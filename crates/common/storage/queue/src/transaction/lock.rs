// Copyright 2025 Crrow
//
// Licensed under the Apache License, Version 2.0 (the "License");
// you may not use this file except in compliance with the License.
// You may obtain a copy of the License at
//
//      http://www.apache.org/licenses/LICENSE-2.0
//
// Unless required by applicable law or agreed to in writing, software
// distributed under the License is distributed on an "AS IS" BASIS,
// WITHOUT WARRANTIES OR CONDITIONS OF ANY KIND, either express or implied.
// See the License for the specific language governing permissions and
// limitations under the License.

use std::{
    sync::atomic::{AtomicU64, Ordering},
    time::{Duration, Instant},
};

use parking_lot::{Condvar, Mutex};

use crate::{Result, error::LockTimeoutSnafu};

static NEXT_LOCK_OWNER: AtomicU64 = AtomicU64::new(1);

/// Identity of a transaction holding queue locks.
#[derive(Debug, Clone, Copy, PartialEq, Eq, Hash, derive_more::Display)]
#[display("lock-owner-{_0}")]
pub struct LockOwner(u64);

impl LockOwner {
    pub fn next() -> Self { Self(NEXT_LOCK_OWNER.fetch_add(1, Ordering::Relaxed)) }
}

/// Re-entrant per-queue lock held by one transaction at a time.
#[derive(Debug)]
pub struct TxLock {
    queue:    String,
    holder:   Mutex<Option<LockOwner>>,
    released: Condvar,
}

impl TxLock {
    pub fn new(queue: impl Into<String>) -> Self {
        Self {
            queue:    queue.into(),
            holder:   Mutex::new(None),
            released: Condvar::new(),
        }
    }

    /// Acquires the lock for `owner`, waiting at most `timeout`.
    ///
    /// Acquiring a lock already held by `owner` succeeds immediately.
    pub fn acquire(&self, owner: LockOwner, timeout: Duration) -> Result<()> {
        let deadline = Instant::now().checked_add(timeout);
        let mut holder = self.holder.lock();
        loop {
            match *holder {
                None => {
                    *holder = Some(owner);
                    return Ok(());
                }
                Some(current) if current == owner => return Ok(()),
                Some(_) => {}
            }
            let timed_out = match deadline {
                Some(deadline) => self.released.wait_until(&mut holder, deadline).timed_out(),
                None => {
                    self.released.wait(&mut holder);
                    false
                }
            };
            if timed_out && holder.is_some_and(|current| current != owner) {
                return LockTimeoutSnafu {
                    queue: &self.queue,
                    timeout,
                }
                .fail();
            }
        }
    }

    /// Releases the lock if `owner` holds it.
    pub fn release(&self, owner: LockOwner) {
        let mut holder = self.holder.lock();
        if *holder == Some(owner) {
            *holder = None;
            self.released.notify_all();
        }
    }

    pub fn holder(&self) -> Option<LockOwner> { *self.holder.lock() }

    /// Forgets the holder. Used when a queue is reopened, since the
    /// transactions of the previous incarnation were handed to recovery.
    pub(crate) fn reset(&self) {
        *self.holder.lock() = None;
        self.released.notify_all();
    }
}

#[cfg(test)]
mod tests {
    use std::{sync::Arc, thread};

    use super::*;

    #[test]
    fn test_reentrant_acquire() {
        let lock = TxLock::new("q");
        let owner = LockOwner::next();
        lock.acquire(owner, Duration::ZERO).unwrap();
        lock.acquire(owner, Duration::ZERO).unwrap();
        assert_eq!(lock.holder(), Some(owner));
        lock.release(owner);
        assert_eq!(lock.holder(), None);
    }

    #[test]
    fn test_acquire_times_out() {
        let lock = TxLock::new("q");
        lock.acquire(LockOwner::next(), Duration::ZERO).unwrap();

        let start = Instant::now();
        let err = lock
            .acquire(LockOwner::next(), Duration::from_millis(50))
            .unwrap_err();
        assert!(start.elapsed() >= Duration::from_millis(50));
        assert!(matches!(err, crate::QueueError::LockTimeout { .. }));
    }

    #[test]
    fn test_release_wakes_waiter() {
        let lock = Arc::new(TxLock::new("q"));
        let first = LockOwner::next();
        lock.acquire(first, Duration::ZERO).unwrap();

        let (tx, rx) = crossbeam::channel::bounded(1);
        let waiter = {
            let lock = Arc::clone(&lock);
            thread::spawn(move || {
                let second = LockOwner::next();
                tx.send(()).unwrap();
                lock.acquire(second, Duration::from_secs(5)).unwrap();
                second
            })
        };
        rx.recv().unwrap();
        thread::sleep(Duration::from_millis(20));
        lock.release(first);

        let second = waiter.join().unwrap();
        assert_eq!(lock.holder(), Some(second));
    }

    #[test]
    fn test_release_by_non_holder_is_ignored() {
        let lock = TxLock::new("q");
        let owner = LockOwner::next();
        lock.acquire(owner, Duration::ZERO).unwrap();
        lock.release(LockOwner::next());
        assert_eq!(lock.holder(), Some(owner));
    }
}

Work request:
For each line above that includes the word "thread", make a copy of that line.

Final answer:
    use std::{sync::Arc, thread};
            thread::spawn(move || {
        thread::sleep(Duration::from_millis(20));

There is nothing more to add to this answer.